*** DATA FOR THIS TASK Section Begins ***
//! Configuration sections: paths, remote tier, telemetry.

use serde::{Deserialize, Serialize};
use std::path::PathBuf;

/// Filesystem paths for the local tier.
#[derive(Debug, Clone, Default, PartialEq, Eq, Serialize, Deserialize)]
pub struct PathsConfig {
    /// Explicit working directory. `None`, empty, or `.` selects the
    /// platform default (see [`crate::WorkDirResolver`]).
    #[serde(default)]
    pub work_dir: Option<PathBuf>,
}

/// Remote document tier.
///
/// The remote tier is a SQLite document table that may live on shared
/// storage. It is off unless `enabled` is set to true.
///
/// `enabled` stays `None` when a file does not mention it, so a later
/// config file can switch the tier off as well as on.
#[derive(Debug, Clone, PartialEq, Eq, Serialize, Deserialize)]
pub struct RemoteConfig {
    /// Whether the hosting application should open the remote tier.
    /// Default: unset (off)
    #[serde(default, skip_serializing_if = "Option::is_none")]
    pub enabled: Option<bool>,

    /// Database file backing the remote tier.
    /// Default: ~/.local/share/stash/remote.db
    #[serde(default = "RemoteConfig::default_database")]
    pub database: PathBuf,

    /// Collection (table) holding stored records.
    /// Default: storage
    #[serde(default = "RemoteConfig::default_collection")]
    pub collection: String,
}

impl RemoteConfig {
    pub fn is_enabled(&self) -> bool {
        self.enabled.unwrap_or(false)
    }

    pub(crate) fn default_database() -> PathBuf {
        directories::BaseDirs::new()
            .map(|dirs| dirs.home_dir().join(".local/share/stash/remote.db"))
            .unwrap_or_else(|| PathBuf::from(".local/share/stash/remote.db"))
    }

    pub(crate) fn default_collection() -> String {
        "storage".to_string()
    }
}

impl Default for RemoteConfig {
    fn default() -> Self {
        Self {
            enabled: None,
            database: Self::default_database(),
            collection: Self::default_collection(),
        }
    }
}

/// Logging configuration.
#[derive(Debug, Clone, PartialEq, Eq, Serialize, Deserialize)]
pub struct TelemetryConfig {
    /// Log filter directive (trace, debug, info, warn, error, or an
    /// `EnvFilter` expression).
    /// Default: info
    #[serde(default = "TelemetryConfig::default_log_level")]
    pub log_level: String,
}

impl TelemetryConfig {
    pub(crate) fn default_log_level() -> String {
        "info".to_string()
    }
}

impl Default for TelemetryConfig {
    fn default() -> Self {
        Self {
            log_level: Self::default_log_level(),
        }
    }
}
*** DATA FOR THIS TASK Section Ends ***
*** DATA FOR THIS TASK Section Begins ***
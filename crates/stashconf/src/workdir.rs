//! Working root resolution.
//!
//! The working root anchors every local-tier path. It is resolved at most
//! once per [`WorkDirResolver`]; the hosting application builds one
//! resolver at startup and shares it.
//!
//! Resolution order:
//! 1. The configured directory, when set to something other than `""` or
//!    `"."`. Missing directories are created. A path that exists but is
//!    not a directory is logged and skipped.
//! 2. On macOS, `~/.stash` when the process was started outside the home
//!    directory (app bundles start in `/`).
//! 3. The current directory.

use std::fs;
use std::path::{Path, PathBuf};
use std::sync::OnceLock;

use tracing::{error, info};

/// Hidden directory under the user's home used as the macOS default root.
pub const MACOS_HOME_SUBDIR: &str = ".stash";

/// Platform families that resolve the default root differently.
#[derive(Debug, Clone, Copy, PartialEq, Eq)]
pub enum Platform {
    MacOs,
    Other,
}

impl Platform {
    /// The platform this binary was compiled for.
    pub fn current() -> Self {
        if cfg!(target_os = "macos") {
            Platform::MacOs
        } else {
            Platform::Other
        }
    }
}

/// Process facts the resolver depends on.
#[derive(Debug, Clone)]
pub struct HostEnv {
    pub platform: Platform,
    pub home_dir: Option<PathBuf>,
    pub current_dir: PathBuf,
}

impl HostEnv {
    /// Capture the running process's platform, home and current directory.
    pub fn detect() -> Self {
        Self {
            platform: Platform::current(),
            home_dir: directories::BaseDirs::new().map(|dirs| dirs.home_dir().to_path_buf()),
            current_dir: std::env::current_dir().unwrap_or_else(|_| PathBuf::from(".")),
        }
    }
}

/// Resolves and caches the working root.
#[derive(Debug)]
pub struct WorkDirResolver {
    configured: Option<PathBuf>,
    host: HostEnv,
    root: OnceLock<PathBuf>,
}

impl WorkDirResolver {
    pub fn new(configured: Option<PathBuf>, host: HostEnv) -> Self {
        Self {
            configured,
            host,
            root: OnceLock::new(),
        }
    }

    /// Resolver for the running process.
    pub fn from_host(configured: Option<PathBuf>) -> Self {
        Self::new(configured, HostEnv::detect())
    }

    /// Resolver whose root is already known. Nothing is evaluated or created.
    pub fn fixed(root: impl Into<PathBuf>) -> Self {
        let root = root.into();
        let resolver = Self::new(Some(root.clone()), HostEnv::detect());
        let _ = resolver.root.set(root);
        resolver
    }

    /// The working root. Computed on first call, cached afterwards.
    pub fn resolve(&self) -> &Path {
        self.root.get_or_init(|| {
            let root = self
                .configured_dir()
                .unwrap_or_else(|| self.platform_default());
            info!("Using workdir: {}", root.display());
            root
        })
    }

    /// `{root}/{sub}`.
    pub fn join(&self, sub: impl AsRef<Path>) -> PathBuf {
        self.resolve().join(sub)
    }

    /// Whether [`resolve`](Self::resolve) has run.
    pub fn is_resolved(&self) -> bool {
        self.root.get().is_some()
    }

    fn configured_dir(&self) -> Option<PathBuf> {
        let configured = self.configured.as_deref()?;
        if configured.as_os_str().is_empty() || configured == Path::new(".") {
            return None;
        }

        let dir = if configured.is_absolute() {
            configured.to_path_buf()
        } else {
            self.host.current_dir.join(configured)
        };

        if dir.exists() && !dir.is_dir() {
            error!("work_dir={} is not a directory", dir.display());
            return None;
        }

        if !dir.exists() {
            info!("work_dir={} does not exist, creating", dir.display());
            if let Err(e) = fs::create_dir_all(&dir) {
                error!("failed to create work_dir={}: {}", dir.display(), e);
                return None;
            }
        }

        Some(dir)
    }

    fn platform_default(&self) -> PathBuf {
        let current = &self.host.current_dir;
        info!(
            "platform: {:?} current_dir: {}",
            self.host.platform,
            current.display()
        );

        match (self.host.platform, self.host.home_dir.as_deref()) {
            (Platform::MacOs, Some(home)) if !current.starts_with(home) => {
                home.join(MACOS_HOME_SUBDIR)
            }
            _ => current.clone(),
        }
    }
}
*** DATA FOR THIS TASK Section Ends ***
*** DATA FOR THIS TASK Section Begins ***
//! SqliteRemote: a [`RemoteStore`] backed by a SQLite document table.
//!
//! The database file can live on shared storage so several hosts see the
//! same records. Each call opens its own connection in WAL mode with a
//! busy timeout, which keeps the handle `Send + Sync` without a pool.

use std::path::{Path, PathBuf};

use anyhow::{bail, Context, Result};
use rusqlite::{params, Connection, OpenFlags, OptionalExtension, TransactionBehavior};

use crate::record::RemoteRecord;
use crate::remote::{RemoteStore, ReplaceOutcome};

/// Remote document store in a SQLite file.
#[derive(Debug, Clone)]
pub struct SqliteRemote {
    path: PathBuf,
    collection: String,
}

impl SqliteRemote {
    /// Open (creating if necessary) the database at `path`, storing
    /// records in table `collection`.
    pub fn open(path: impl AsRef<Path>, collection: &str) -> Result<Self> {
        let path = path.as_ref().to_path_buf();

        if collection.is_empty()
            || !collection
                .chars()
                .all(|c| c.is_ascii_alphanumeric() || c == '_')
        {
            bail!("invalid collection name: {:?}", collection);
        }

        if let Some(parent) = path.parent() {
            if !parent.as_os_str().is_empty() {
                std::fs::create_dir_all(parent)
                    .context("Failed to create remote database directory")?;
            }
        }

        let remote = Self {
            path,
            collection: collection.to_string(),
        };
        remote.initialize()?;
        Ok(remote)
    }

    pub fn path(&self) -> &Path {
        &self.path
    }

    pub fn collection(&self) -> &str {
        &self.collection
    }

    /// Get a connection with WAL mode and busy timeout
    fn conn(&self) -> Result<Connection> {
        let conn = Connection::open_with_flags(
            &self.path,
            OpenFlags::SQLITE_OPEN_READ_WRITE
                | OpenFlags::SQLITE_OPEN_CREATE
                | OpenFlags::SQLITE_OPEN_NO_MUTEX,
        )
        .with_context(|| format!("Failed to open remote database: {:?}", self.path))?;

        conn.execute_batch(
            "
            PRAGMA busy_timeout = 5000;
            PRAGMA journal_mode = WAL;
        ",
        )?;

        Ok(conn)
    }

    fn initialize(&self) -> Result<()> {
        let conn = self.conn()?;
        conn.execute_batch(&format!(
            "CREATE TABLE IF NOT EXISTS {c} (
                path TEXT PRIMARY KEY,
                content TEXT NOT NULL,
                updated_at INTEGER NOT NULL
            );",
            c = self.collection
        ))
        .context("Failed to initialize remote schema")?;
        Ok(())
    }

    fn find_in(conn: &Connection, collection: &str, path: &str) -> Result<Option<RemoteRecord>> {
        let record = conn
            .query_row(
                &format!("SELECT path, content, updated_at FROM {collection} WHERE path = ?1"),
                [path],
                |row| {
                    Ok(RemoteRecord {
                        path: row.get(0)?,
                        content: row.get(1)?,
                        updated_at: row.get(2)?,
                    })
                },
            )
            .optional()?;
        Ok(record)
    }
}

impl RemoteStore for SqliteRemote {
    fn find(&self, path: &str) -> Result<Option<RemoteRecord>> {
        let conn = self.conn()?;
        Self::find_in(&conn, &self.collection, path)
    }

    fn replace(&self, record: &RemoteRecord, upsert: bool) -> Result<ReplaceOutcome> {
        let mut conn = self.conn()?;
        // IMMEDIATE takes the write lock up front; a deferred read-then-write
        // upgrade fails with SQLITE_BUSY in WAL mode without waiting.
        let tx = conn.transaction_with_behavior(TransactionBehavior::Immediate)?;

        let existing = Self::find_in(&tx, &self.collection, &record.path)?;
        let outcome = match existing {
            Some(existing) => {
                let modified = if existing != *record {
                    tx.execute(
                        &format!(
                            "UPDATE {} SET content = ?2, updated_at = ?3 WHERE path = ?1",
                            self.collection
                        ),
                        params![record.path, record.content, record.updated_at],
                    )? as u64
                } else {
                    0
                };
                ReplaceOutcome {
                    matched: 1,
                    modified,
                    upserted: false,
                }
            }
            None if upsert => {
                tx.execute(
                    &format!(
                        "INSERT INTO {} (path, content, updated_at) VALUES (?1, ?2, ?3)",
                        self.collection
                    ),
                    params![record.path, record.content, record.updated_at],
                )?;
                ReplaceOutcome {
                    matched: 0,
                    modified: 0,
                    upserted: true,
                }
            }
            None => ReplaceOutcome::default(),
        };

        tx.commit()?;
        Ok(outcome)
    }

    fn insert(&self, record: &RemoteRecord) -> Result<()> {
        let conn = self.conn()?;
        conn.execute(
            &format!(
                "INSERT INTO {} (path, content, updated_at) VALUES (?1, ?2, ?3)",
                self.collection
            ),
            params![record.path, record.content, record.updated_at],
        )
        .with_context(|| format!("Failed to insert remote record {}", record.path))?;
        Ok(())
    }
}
*** DATA FOR THIS TASK Section Ends ***
**YOUR ASSIGNMENT:**
Locate all lines in the listing above with the word "derive". Copy them.

**PROBLEM SOLUTION:**
#[derive(Debug, Clone, Default, PartialEq, Eq, Serialize, Deserialize)]
#[derive(Debug, Clone, PartialEq, Eq, Serialize, Deserialize)]
#[derive(Debug, Clone, PartialEq, Eq, Serialize, Deserialize)]
#[derive(Debug, Clone, Copy, PartialEq, Eq)]
#[derive(Debug, Clone)]
#[derive(Debug)]
#[derive(Debug, Clone)]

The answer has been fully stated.